Dizem que o ódio faz mal. Até pode fazer, mas eu sinto-o. Nesses momentos ponho a tocar Zé Cid. Mas logo passa o Cid e o ódio fica.
Não que o ódio seja necessariamente à pessoa do Paulo ou à pessoa do Joaquim. O ódio é mais sobre o que o Paulo ou o Joaquim são e, por consequência, representam. Tenho vários ódios. Versam, sobretudo, sobre questões de caráter ou estilos de vida. Arquetipemos: quem me irrita joga – é titular e goleador! – no Pensamento Parolo Futebol Club.
O maior dos meus ódios é dirigido àqueles que maltratam pessoas em posições inferiores. São, quase sempre, criaturas muitíssimo inseguras. Por norma, revelam-se quando vão a restaurantes e, sentindo uma caganita de poder sobre o empregado, maltratam-no. Por vezes nem é preciso tanto para me repugnarem: basta serem apenas simpaticamente falsos e apagarem o sorriso quando estes estão pelas costas, voltando a atenção para ti como se fosses mais importante. Meu: eu sou mais team-empregados do que team-teu-amigo-e-falsa-simpatia-com-os-empregados. Remato e reitero: as pessoas que eu mais odeio no mundo são aquelas que tratam mal pessoas em posições inferiores, particularmente empregados de mesa. Sugiro, até, a criação de uma milícia reivindicativa do bom tratamento dos empregados de mesa. Esta deveria colocar dez ou vinte marmanjos a circular pelos restaurantes para topar quem eram os selvagens que andavam a ser prepotentes com os empregados. Sempre que tal se verificasse não havia avisos ou tickets: pras, um valente estalo – e rola um dente de ouro ao velho Carlos, estragando a mariscada prometida à amante.
Outra coisa que odeio são famosos estúpidos. Podemos, por favor, parar de tornar famosas pessoas estúpidas? É aquele género de gente tão inculta, tão básica, tão espumosa, que ficou chocada com a leitura da passagem de São Paulo e as ‘mulheres submissas’. Amiga, o problema nem é associares aquilo ao machismo – cada um faz as suas interpretações –, o problema é mesmo teres 20 e tal anos e ainda não te haveres cruzado com uma das mais importantes figuras da tua cultura. Problema esse que se agudiza pelo facto destas ovelhas, loiras, lindas, podres em gloss, serem seguidas por centenas de milhares de outros bípedes. Ou seja, a estupidez delas não é uma estupidez inofensiva e limitada: é uma estupidez contagiosa e infinita. Convinha à gente inculta, com plataforma e com milhares de seguidores, um dia entender que é gente inculta, com plataforma e com milhares de seguidores. Enfim, fosse eu verdadeiramente superior e estas situações apenas far-me-iam rir. Não é o caso: para já, irrita-me que pessoas tão desinteressantes tenham tanta visibilidade e, dessa forma, multipliquem a miséria intelectual que são.

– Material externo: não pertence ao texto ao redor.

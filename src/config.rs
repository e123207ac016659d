//! Configuration loading via `ortho-config`.
//!
//! Hosts, principal ids and the other values the scripts used to hard-code
//! live here so operators can override them from `bricksweep.toml` or
//! `BRICKSWEEP_*` environment variables without touching the sweep logic.

use std::ffi::OsString;

use ortho_config::OrthoConfig;
use serde::Deserialize;
use thiserror::Error;

use crate::policy::DEFAULT_MAX_AGE_DAYS;

/// Placeholder replaced by the workspace deployment name in
/// [`PlatformConfig::workspace_host_template`].
pub const WORKSPACE_PLACEHOLDER: &str = "{workspace}";

/// Account-wide settings shared by both binaries.
#[derive(Clone, Debug, Deserialize, OrthoConfig, PartialEq, Eq)]
#[ortho_config(
    prefix = "BRICKSWEEP",
    discovery(
        app_name = "bricksweep",
        env_var = "BRICKSWEEP_CONFIG_PATH",
        config_file_name = "bricksweep.toml",
        dotfile_name = ".bricksweep.toml",
        project_file_name = "bricksweep.toml"
    )
)]
pub struct PlatformConfig {
    /// Account console host used for OIDC and account-level APIs.
    #[ortho_config(default = "https://accounts.cloud.databricks.com".to_owned())]
    pub accounts_host: String,
    /// Workspace host with a `{workspace}` placeholder for the deployment
    /// name.
    #[ortho_config(default = "https://{workspace}.cloud.databricks.com".to_owned())]
    pub workspace_host_template: String,
    /// Principal that receives ownership of Unity Catalog objects before they
    /// are swept.
    #[ortho_config(default = "128c2d08-969f-45bc-8305-917fb0f58c72".to_owned())]
    pub owner_principal_id: String,
    /// Principal granted workspace admin by `bricksweep-update`.
    #[ortho_config(default = "7698820785010707".to_owned())]
    pub admin_principal_id: String,
    /// Shared lab user that is never deleted and runs single-user clusters.
    #[ortho_config(default = "labuser+1@awsbricks.com".to_owned())]
    pub protected_user: String,
    /// Users whose name contains this domain are swept.
    #[ortho_config(default = "@awsbricks.com".to_owned())]
    pub user_domain: String,
    /// Age in days after which unprefixed resources are swept.
    #[ortho_config(default = DEFAULT_MAX_AGE_DAYS)]
    pub max_age_days: u32,
    /// Deployment whose clusters `bricksweep-update` rewrites. Every
    /// workspace is processed when unset.
    pub target_deployment: Option<String>,
}

/// Cluster shape applied by `bricksweep-update`.
#[derive(Clone, Debug, Deserialize, OrthoConfig, PartialEq, Eq)]
#[ortho_config(
    prefix = "BRICKSWEEP_CLUSTER",
    discovery(
        app_name = "bricksweep",
        env_var = "BRICKSWEEP_CONFIG_PATH",
        config_file_name = "bricksweep.toml",
        dotfile_name = ".bricksweep.toml",
        project_file_name = "bricksweep.toml"
    )
)]
pub struct ClusterConfig {
    /// Databricks runtime version.
    #[ortho_config(default = "15.4.x-cpu-ml-scala2.12".to_owned())]
    pub spark_version: String,
    /// Worker and driver node type.
    #[ortho_config(default = "r6id.xlarge".to_owned())]
    pub node_type_id: String,
    /// Name given to every rewritten cluster.
    #[ortho_config(default = "Workshop Cluster".to_owned())]
    pub cluster_name: String,
    /// Value of `spark.master` for the single-node layout.
    #[ortho_config(default = "local[*, 4]".to_owned())]
    pub spark_master: String,
    /// Prefix of the default catalog name; the deployment digits follow it.
    #[ortho_config(default = "catalog_".to_owned())]
    pub catalog_prefix: String,
    /// Idle minutes before the cluster terminates.
    #[ortho_config(default = 120)]
    pub autotermination_minutes: u32,
}

/// Metadata for a configuration field, used to generate actionable error messages.
struct FieldMetadata {
    description: &'static str,
    env_var: &'static str,
    toml_key: &'static str,
}

impl FieldMetadata {
    const fn new(description: &'static str, env_var: &'static str, toml_key: &'static str) -> Self {
        Self {
            description,
            env_var,
            toml_key,
        }
    }
}

fn require_field(value: &str, metadata: &FieldMetadata) -> Result<(), ConfigError> {
    if value.trim().is_empty() {
        return Err(ConfigError::MissingField(format!(
            "missing {}: set {} or add {} to bricksweep.toml",
            metadata.description, metadata.env_var, metadata.toml_key
        )));
    }
    Ok(())
}

impl PlatformConfig {
    /// Loads configuration without parsing CLI arguments. Values merge
    /// defaults, configuration files, and environment variables.
    ///
    /// # Errors
    ///
    /// Returns [`ConfigError::Parse`] when the merge fails.
    pub fn load_without_cli_args() -> Result<Self, ConfigError> {
        Self::load_from_iter([OsString::from("bricksweep")])
            .map_err(|err| ConfigError::Parse(err.to_string()))
    }

    /// Performs semantic validation on required fields.
    ///
    /// # Errors
    ///
    /// Returns [`ConfigError::MissingField`] when a required field is blank
    /// and [`ConfigError::Invalid`] when a value cannot work.
    pub fn validate(&self) -> Result<(), ConfigError> {
        require_field(
            &self.accounts_host,
            &FieldMetadata::new(
                "accounts host",
                "BRICKSWEEP_ACCOUNTS_HOST",
                "accounts_host",
            ),
        )?;
        require_field(
            &self.workspace_host_template,
            &FieldMetadata::new(
                "workspace host template",
                "BRICKSWEEP_WORKSPACE_HOST_TEMPLATE",
                "workspace_host_template",
            ),
        )?;
        require_field(
            &self.owner_principal_id,
            &FieldMetadata::new(
                "owner principal id",
                "BRICKSWEEP_OWNER_PRINCIPAL_ID",
                "owner_principal_id",
            ),
        )?;
        require_field(
            &self.admin_principal_id,
            &FieldMetadata::new(
                "admin principal id",
                "BRICKSWEEP_ADMIN_PRINCIPAL_ID",
                "admin_principal_id",
            ),
        )?;
        require_field(
            &self.protected_user,
            &FieldMetadata::new(
                "protected user",
                "BRICKSWEEP_PROTECTED_USER",
                "protected_user",
            ),
        )?;
        require_field(
            &self.user_domain,
            &FieldMetadata::new("user domain", "BRICKSWEEP_USER_DOMAIN", "user_domain"),
        )?;
        if !self.workspace_host_template.contains(WORKSPACE_PLACEHOLDER) {
            return Err(ConfigError::Invalid {
                field: "workspace_host_template",
                message: format!("must contain {WORKSPACE_PLACEHOLDER}"),
            });
        }
        if self.max_age_days == 0 {
            return Err(ConfigError::Invalid {
                field: "max_age_days",
                message: String::from("must be at least one day"),
            });
        }
        Ok(())
    }

    /// Interpolates a deployment name into the workspace host template.
    #[must_use]
    pub fn workspace_host(&self, workspace: &str) -> String {
        self.workspace_host_template
            .replace(WORKSPACE_PLACEHOLDER, workspace)
    }
}

impl ClusterConfig {
    /// Loads cluster configuration without parsing CLI arguments.
    ///
    /// # Errors
    ///
    /// Returns [`ConfigError::Parse`] when the merge fails.
    pub fn load_without_cli_args() -> Result<Self, ConfigError> {
        Self::load_from_iter([OsString::from("bricksweep")])
            .map_err(|err| ConfigError::Parse(err.to_string()))
    }

    /// Validates cluster configuration.
    ///
    /// # Errors
    ///
    /// Returns [`ConfigError`] when a field is blank or the auto-termination
    /// window is zero.
    pub fn validate(&self) -> Result<(), ConfigError> {
        require_field(
            &self.spark_version,
            &FieldMetadata::new(
                "Spark runtime version",
                "BRICKSWEEP_CLUSTER_SPARK_VERSION",
                "spark_version",
            ),
        )?;
        require_field(
            &self.node_type_id,
            &FieldMetadata::new(
                "node type",
                "BRICKSWEEP_CLUSTER_NODE_TYPE_ID",
                "node_type_id",
            ),
        )?;
        require_field(
            &self.cluster_name,
            &FieldMetadata::new(
                "cluster name",
                "BRICKSWEEP_CLUSTER_CLUSTER_NAME",
                "cluster_name",
            ),
        )?;
        require_field(
            &self.spark_master,
            &FieldMetadata::new(
                "Spark master",
                "BRICKSWEEP_CLUSTER_SPARK_MASTER",
                "spark_master",
            ),
        )?;
        if self.autotermination_minutes == 0 {
            return Err(ConfigError::Invalid {
                field: "autotermination_minutes",
                message: String::from("must be at least one minute"),
            });
        }
        Ok(())
    }
}

/// Errors raised during configuration loading and validation.
#[derive(Debug, Error, Eq, PartialEq)]
pub enum ConfigError {
    /// Indicates a required configuration field is empty or missing.
    #[error("missing configuration field: {0}")]
    MissingField(String),
    /// Indicates a field holds an unusable value.
    #[error("invalid {field}: {message}")]
    Invalid {
        /// Offending field.
        field: &'static str,
        /// What is wrong with it.
        message: String,
    },
    /// Surfaces errors from the `ortho-config` loader.
    #[error("configuration parsing failed: {0}")]
    Parse(String),
}

impl From<ortho_config::OrthoError> for ConfigError {
    fn from(value: ortho_config::OrthoError) -> Self {
        Self::Parse(value.to_string())
    }
}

Terceiro e último ódio deste texto: pessoas que vestem fato de treino e passam tardes a fio a pastar no sofá. Que desprezam qualquer tipo de coisa que não seja futebol, carros ou fotografias de mulheres a rolar indevidamente no WhatsApp. É o mesmo tipo de pessoas que acha que a poesia é para gays ou que o Ventura salvará o país. Imaginem o que é ter a dádiva da vida, da Tannhäuser de Wagner, das crónicas do Lobo Antunes, da história do Le Mans 66, do frio do outono, das francesinhas da Martins, das piadas do Cleese, das opiniões do Pedro Marques Lopes e, mesmo assim, preferir ficar esparramado no sofá a olhar para o telemóvel ou a ver o Big Borther? Epa, nem merecem o ar que respiram. Deviam pagar impostos só por existir. Então a vida é esta coisa maravilhosas e passam tardes deitados no sofá a ver crescer a barba? Está mal. Está mal e isso irrita-me.
‘Coisas tão pequenas e banais’, cantava o Zé Cid: o tal que, simpaticamente, vai defendendo a minha baliza dos perigosos atletas do Pensamento Parolo Futebol Club.